What’s the reasoning behind this? I guess it’s just personal taste, partly morbid fascination. I can’t quite trace it to a single source, but BC2 in particular feeds my desire for the simulated horrors of war like nothing I can remember. Perhaps being stranded in a situation so entirely alien to my personal experience of reality, but so fundamental to that of humanity, is what starts my heart pounding and makes me duck and dive in front of the screen in the same way that your parents might do when playing something frivolous on one of those video-game-console-thingies.
So, am I simply addicted to the frantic bloodlust? No. It doesn’t make me feel as emotionally barren as that label suggests. I play games for several reasons, not only because it burns my adrenaline more than anything else I’d dare to do.
Put it this way: I'm aware that the multiplayer portion of BC2 fulfills on several levels. The main one, the skeleton frame, is the abstract achievement of scoring more points than your opponent, of being better at something than somebody else. Like tennis. Then, at the other end, is the spectacle of the thing. The explosions, the gunfire, the ear shattering ‘WOOMPHHH’ that occurs every time a shell hits the ground beside you and the constant screams and radio chatter. Not at all like tennis. I like this sort of thing, I can only assume because this is exactly what manly men like me are instinctively drawn to.

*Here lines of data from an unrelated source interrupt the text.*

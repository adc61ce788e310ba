//! 界面语言 Context
//!
//! `LocaleStore` 负责持久化与查找；这里再包一层信号，让切换语言时视图自动刷新。

use leafscan::Language;
use leafscan::locale::LocaleStore;
use leptos::prelude::*;

use crate::web::BrowserPrefs;

#[derive(Clone, Copy)]
pub struct LocaleContext {
    store: StoredValue<LocaleStore<BrowserPrefs>, LocalStorage>,
    language: RwSignal<Language>,
}

impl LocaleContext {
    /// 从本地存储恢复上次的语言
    pub fn load() -> Self {
        let store = LocaleStore::load(BrowserPrefs);
        let language = RwSignal::new(store.language());
        set_document_lang(store.language());
        Self {
            store: StoredValue::new_local(store),
            language,
        }
    }

    pub fn language(&self) -> Language {
        self.language.get()
    }

    pub fn set_language(&self, language: Language) {
        self.store.with_value(|store| store.set_language(language));
        self.language.set(language);
        set_document_lang(language);
        tracing::debug!(language = %language, "language switched");
    }

    /// 查找文案（追踪当前语言）
    ///
    /// 信号只用于建立追踪，文案始终由 `LocaleStore` 的当前语言决定。
    pub fn t(&self, key: &'static str) -> &'static str {
        self.language.track();
        self.t_untracked(key)
    }

    /// 事件处理器中使用，不建立追踪
    pub fn t_untracked(&self, key: &'static str) -> &'static str {
        self.store.with_value(|store| store.translate(key))
    }
}

fn set_document_lang(language: Language) {
    if let Some(root) = web_sys::window()
        .and_then(|w| w.document())
        .and_then(|d| d.document_element())
    {
        let _ = root.set_attribute("lang", language.code());
    }
}

pub fn use_i18n() -> LocaleContext {
    use_context::<LocaleContext>().expect("LocaleContext should be provided")
}
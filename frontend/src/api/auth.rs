//! 认证端点（GoTrue 风格）
//!
//! 会话的每次变化都先写入本地存储，再通过事件中心广播。

use async_trait::async_trait;
use leafscan::session::{AuthEvent, AuthProvider, REFRESH_MARGIN_MS, Registration, Subscription};
use leafscan::{AppError, AppResult, ErrorKind};
use leafscan_shared::protocol::{
    ApiRequest, LogoutRequest, PasswordGrantRequest, RefreshGrantRequest, SignUpMetadata,
    SignUpRequest, SignUpResponse,
};
use leafscan_shared::{Session, Timestamp};

use super::LeafScanApi;

#[async_trait(?Send)]
impl AuthProvider for LeafScanApi {
    /// 注册只创建账号；即使服务端返回了令牌也不建立会话
    async fn sign_up(
        &self,
        email: &str,
        password: &str,
        display_name: &str,
        redirect_to: Option<&str>,
    ) -> AppResult<Registration> {
        let request = SignUpRequest {
            email: email.to_string(),
            password: password.to_string(),
            data: SignUpMetadata {
                name: display_name.to_string(),
            },
        };
        let path = match redirect_to {
            Some(url) => format!(
                "{}?redirect_to={}",
                SignUpRequest::PATH,
                String::from(js_sys::encode_uri_component(url))
            ),
            None => SignUpRequest::PATH.to_string(),
        };
        let builder = self.request(SignUpRequest::METHOD, &path).json(&request)?;
        let response: SignUpResponse = self
            .send(builder, ErrorKind::Auth)
            .await
            .map_err(|e| e.in_op("auth.sign_up"))?;

        let user_id = response
            .user_id()
            .map(str::to_string)
            .ok_or_else(|| AppError::auth("Sign-up response did not include a user"))?;
        Ok(Registration {
            user_id,
            access_token: response.access_token,
        })
    }

    async fn sign_in(&self, email: &str, password: &str) -> AppResult<Session> {
        let request = PasswordGrantRequest {
            email: email.to_string(),
            password: password.to_string(),
        };
        let token = self
            .call(&request, ErrorKind::Auth)
            .await
            .map_err(|e| e.in_op("auth.sign_in"))?;

        let session = token.into_session(Timestamp::now());
        self.store_session(Some(&session));
        self.inner.hub.emit(AuthEvent::SignedIn(session.clone()));
        Ok(session)
    }

    /// 服务端注销失败时仍清除本地会话
    async fn sign_out(&self) -> AppResult<()> {
        if self.current_session().is_some() {
            if let Err(e) = self.call(&LogoutRequest::default(), ErrorKind::Auth).await {
                tracing::warn!(error = %e, "server-side logout failed");
            }
        }
        self.store_session(None);
        self.inner.hub.emit(AuthEvent::SignedOut);
        Ok(())
    }

    /// 返回保存的会话；已经或即将过期时先尝试刷新，刷新失败视为无会话
    async fn get_session(&self) -> AppResult<Option<Session>> {
        let Some(session) = self.current_session() else {
            return Ok(None);
        };
        if !session.expires_within(Timestamp::now(), REFRESH_MARGIN_MS) {
            return Ok(Some(session));
        }

        match self.refresh(&session).await {
            Ok(fresh) => Ok(Some(fresh)),
            Err(e) => {
                tracing::warn!(error = %e, "stored session could not be refreshed");
                self.store_session(None);
                Ok(None)
            }
        }
    }

    async fn refresh(&self, session: &Session) -> AppResult<Session> {
        let request = RefreshGrantRequest {
            refresh_token: session.refresh_token.clone(),
        };
        let token = self
            .call(&request, ErrorKind::Auth)
            .await
            .map_err(|e| e.in_op("auth.refresh"))?;

        let fresh = token.into_session(Timestamp::now());
        self.store_session(Some(&fresh));
        tracing::debug!(user_id = %fresh.user_id(), "token refreshed");
        self.inner.hub.emit(AuthEvent::TokenRefreshed(fresh.clone()));
        Ok(fresh)
    }

    fn subscribe(&self, on_change: Box<dyn Fn(&AuthEvent)>) -> Subscription {
        self.inner.hub.subscribe(on_change)
    }
}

Sitting somewhere in the middle of these two superficial hooks, between the mechanical and the visceral, is my empathetic response to all this. That’s where the heart of the game lies - that desire to fight the good fight with my brothers in arms, to protect their lives and vanquish the enemy so that the world may become a better place inhabited by a lesser amount of things that go ‘WOOMPHHH’ (although admittedly this would be a bit of a shame).

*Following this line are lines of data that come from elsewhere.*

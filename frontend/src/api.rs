//! 托管后端客户端
//!
//! 一个 `LeafScanApi` 实现核心 crate 的全部协作方 trait：
//! - `auth`: 认证（注册、登录、刷新、注销、会话事件）
//! - `storage`: 图片对象存储
//! - `functions`: 识别函数
//! - `records`: 识别记录表与用户资料表

mod auth;
mod functions;
mod records;
mod storage;

use std::cell::RefCell;
use std::rc::Rc;

use leafscan::session::AuthEventHub;
use leafscan::{AppConfig, AppError, AppResult, ErrorKind};
use leafscan_shared::protocol::{ApiErrorBody, ApiRequest, HttpMethod};
use leafscan_shared::{HEADER_API_KEY, Session};
use leptos::prelude::*;
use serde::de::DeserializeOwned;

use crate::web::LocalStorage as BrowserStorage;
use crate::web::{HttpClient, HttpRequestBuilder, parse_json};

/// 持久化会话的本地存储键
const SESSION_STORAGE_KEY: &str = "leafscan.session";

struct Inner {
    config: AppConfig,
    session: RefCell<Option<Session>>,
    hub: AuthEventHub,
}

#[derive(Clone)]
pub struct LeafScanApi {
    inner: Rc<Inner>,
}

impl LeafScanApi {
    /// 创建客户端，并恢复上次保存的会话
    pub fn new(config: AppConfig) -> Self {
        let session = BrowserStorage::get(SESSION_STORAGE_KEY).and_then(|raw| {
            serde_json::from_str::<Session>(&raw)
                .inspect_err(|e| tracing::warn!(error = %e, "discarding unreadable stored session"))
                .ok()
        });
        Self {
            inner: Rc::new(Inner {
                config,
                session: RefCell::new(session),
                hub: AuthEventHub::new(),
            }),
        }
    }

    pub fn config(&self) -> &AppConfig {
        &self.inner.config
    }

    fn current_session(&self) -> Option<Session> {
        self.inner.session.borrow().clone()
    }

    /// 更新内存与本地存储中的会话
    fn store_session(&self, session: Option<&Session>) {
        *self.inner.session.borrow_mut() = session.cloned();
        let persisted = match session {
            Some(s) => serde_json::to_string(s)
                .map(|raw| BrowserStorage::set(SESSION_STORAGE_KEY, &raw))
                .unwrap_or(false),
            None => BrowserStorage::delete(SESSION_STORAGE_KEY),
        };
        if !persisted {
            tracing::warn!("failed to persist session to local storage");
        }
    }

    /// 带认证头的请求：有会话时用 access token，否则用匿名密钥
    fn request(&self, method: HttpMethod, path: &str) -> HttpRequestBuilder {
        self.request_as(method, path, None)
    }

    /// 指定令牌优先于会话令牌
    fn request_as(&self, method: HttpMethod, path: &str, token: Option<&str>) -> HttpRequestBuilder {
        let config = &self.inner.config;
        let bearer = token.map(str::to_string).unwrap_or_else(|| {
            self.inner
                .session
                .borrow()
                .as_ref()
                .map(|s| s.access_token.clone())
                .unwrap_or_else(|| config.anon_key.clone())
        });

        HttpClient::request(method, &config.url(path))
            .header(HEADER_API_KEY, &config.anon_key)
            .header("Authorization", &format!("Bearer {}", bearer))
    }

    /// 发送请求并解析 JSON；非 2xx 时取服务端返回的消息文本
    async fn send<T: DeserializeOwned>(
        &self,
        builder: HttpRequestBuilder,
        kind: ErrorKind,
    ) -> AppResult<T> {
        let response = builder.send().await?;
        let status = response.status();
        let ok = response.ok();
        let text = response.text().await?;

        if !ok {
            let message = serde_json::from_str::<ApiErrorBody>(&text)
                .ok()
                .and_then(ApiErrorBody::into_message)
                .unwrap_or_else(|| format!("Request failed with status {}", status));
            return Err(AppError::new(kind, message).in_op_with("http", status.to_string()));
        }
        parse_json(&text)
    }

    /// 调用绑定了路径与方法的端点
    async fn call<R: ApiRequest>(&self, request: &R, kind: ErrorKind) -> AppResult<R::Response> {
        let builder = self.request(R::METHOD, R::PATH).json(request)?;
        self.send(builder, kind).await
    }
}

// =========================================================
// Context
// =========================================================

/// 客户端持有 `Rc`，只能放在本地存储的 `StoredValue` 中
#[derive(Clone, Copy)]
pub struct ApiContext(StoredValue<LeafScanApi, LocalStorage>);

pub fn provide_api(api: LeafScanApi) {
    provide_context(ApiContext(StoredValue::new_local(api)));
}

impl ApiContext {
    /// 取出客户端句柄（事件处理器与异步任务中使用）
    pub fn client(&self) -> LeafScanApi {
        self.0.get_value()
    }
}

pub fn use_api() -> ApiContext {
    use_context::<ApiContext>().expect("ApiContext should be provided")
}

You may think this perceived association to be suspect. After all, little scene-setting occurs when you’re dropped into these sorts of games. There is little context besides the terrain and the weaponry of your battle - it’s all you can initially take in. You are the good guys. Those with the red markers above their heads? They’re the bad guys. Go kill. So you do and despite this being the only information you ever receive in terms of setting, it’s all you need to take part in your own personal war movie. And in BC2 I find glorious defeats can often be just as enjoyable as kick-ass victories, when kill ratios become obsolete and all that matters is the dirt beneath your feet and keeping those feet attached to a serviceable pair of legs.
A case in point:
In one of the many battles in which I have fought over the past few days, I spawned near the frontline and was immediately pinned down by heavy incoming fire. It’s easy in these situations to go into shellshock and quiver for a good thirty seconds before making a decision that will most likely end your life. This time, however, a friendly jeep pulled up about fifty yards to my right. Seeing a couple of my buddies in transit immediately relieved my anxiety. I had back-up. I felt safe. In addition to this relief, I noticed that the driver had actually spotted me and was waiting to give me a ride.

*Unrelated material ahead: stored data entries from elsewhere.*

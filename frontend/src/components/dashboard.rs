//! 识别面板
//!
//! 一次只处理一张图片：选中即提交，流程在途时禁用文件选择。

mod result_card;
mod upload_card;

use std::rc::Rc;

use leafscan::ErrorKind;
use leafscan::workflow::{DetectionWorkflow, PendingUpload};
use leptos::prelude::*;
use leptos::task::spawn_local;

use crate::api::{LeafScanApi, use_api};
use crate::auth::use_auth;
use crate::components::icons::Sparkles;
use crate::components::toast::use_toast;
use crate::i18n::use_i18n;
use crate::web::BrowserFile;

use result_card::ResultCard;
use upload_card::UploadCard;

type Workflow = DetectionWorkflow<LeafScanApi, LeafScanApi, LeafScanApi>;

#[component]
pub fn DashboardPage() -> impl IntoView {
    let i18n = use_i18n();
    let auth = use_auth();
    let toast = use_toast();

    let client = use_api().client();
    let max_bytes = client.config().max_upload_bytes;
    let workflow = StoredValue::<Rc<Workflow>, LocalStorage>::new_local(Rc::new(
        DetectionWorkflow::new(client.clone(), client.clone(), client, max_bytes),
    ));
    let pending = RwSignal::new(PendingUpload::default());

    let on_select = move |file: BrowserFile| {
        let workflow = workflow.get_value();
        if workflow.is_busy() {
            return;
        }
        pending.update(PendingUpload::reset);
        // 用户 ID 取提交时刻的会话镜像
        let user_id = auth.user_id();

        spawn_local(async move {
            let outcome = workflow
                .submit(user_id.as_deref(), &file, |event| {
                    pending.update(|p| p.apply(event))
                })
                .await;

            if matches!(&outcome, Err(e) if e.kind == ErrorKind::Busy) {
                return;
            }
            pending.update(|p| p.finish(&outcome));
            match &outcome {
                Ok(_) => toast.success(i18n.t_untracked("analysis_success")),
                Err(e) => toast.error(e.message().to_string()),
            }
        });
    };

    view! {
        <div class="min-h-screen bg-base-200 p-4 md:p-8">
            <div class="max-w-6xl mx-auto space-y-8">
                <div class="card bg-base-100 shadow-xl">
                    <div class="card-body">
                        <div class="flex items-center gap-3">
                            <div class="p-3 bg-primary/10 rounded-2xl text-primary">
                                <Sparkles attr:class="h-6 w-6" />
                            </div>
                            <div>
                                <h1 class="text-2xl md:text-3xl font-bold">
                                    {move || i18n.t("welcome")}
                                </h1>
                                <p class="text-base-content/70">{move || i18n.t("welcome_desc")}</p>
                            </div>
                        </div>
                        {move || {
                            auth.user_email()
                                .map(|email| {
                                    view! {
                                        <span class="badge badge-neutral mt-2">{email}</span>
                                    }
                                })
                        }}
                    </div>
                </div>

                <div class="grid lg:grid-cols-2 gap-8">
                    <UploadCard pending=pending on_select=on_select />
                    <ResultCard pending=pending />
                </div>
            </div>
        </div>
    }
}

Now, this is not a gesture to be taken lightly in the frequently hostile environments that internet gaming supports. This sort of action is the equivalent of a total stranger stopping you on the street one day to tell you how beautiful a person you are, without any sense of irony. In effect, an instant bond is made.
So I ran towards the squad in acceptance of their offer and about five seconds prior to my behind being comfortably parked on a vacant seat within the truck, an RPG streaked in from the left of my vision and impacted with the vehicle. It exploded immediately. I stopped dead. The scene had grabbed me. It could have been scripted, yet it was not. My vision was hazy, my hearing was lost and I was at once hit by the spectacle and the sacrifice, imagined or not, that those men had made to lend a hand to a weedier member of their crew. So much so that I nearly forgot to rejoin the safety of my previous cover and shiver out the last minute of my miserable life, thinking all the while: without me they might have lived.
And this is why I love BC2, for these frequent little moments that the developers can’t possibly program but happen nonetheless. It doesn’t entirely explain my tolerance for virtual violence, but without that almost tangible relation to the very real horror of armed conflict, I’d be lying if I said a little blood and guts didn’t enhance the effects of my favourite past time.